AVAILABLE RECORDS:
_ _ _
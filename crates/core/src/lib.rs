//! Core abstractions for the sync protocol state machines.
//!
//! Both the host and the voter are synchronous, deterministic state
//! machines: they consume [`Event`]s one at a time and return [`Action`]s
//! for a runner to execute. All I/O (network sends, timers, persistence)
//! happens in the runner, never in the machines, so the whole protocol can
//! be driven deterministically in tests.

mod action;
mod event;
mod notification;
mod traits;

pub use action::{Action, TimerKind};
pub use event::{AdminCommand, Event};
pub use notification::{Notification, SubmitError, VoteRejectReason};
pub use traits::StateMachine;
_ _ _
What is wanted is every line from the first line of the entries through the line that contains "machines: they consume", given again exactly.

filename crates/core/src/lib.rs
//! Core abstractions for the sync protocol state machines.
//!
//! Both the host and the voter are synchronous, deterministic state
//! machines: they consume [`Event`]s one at a time and return [`Action`]s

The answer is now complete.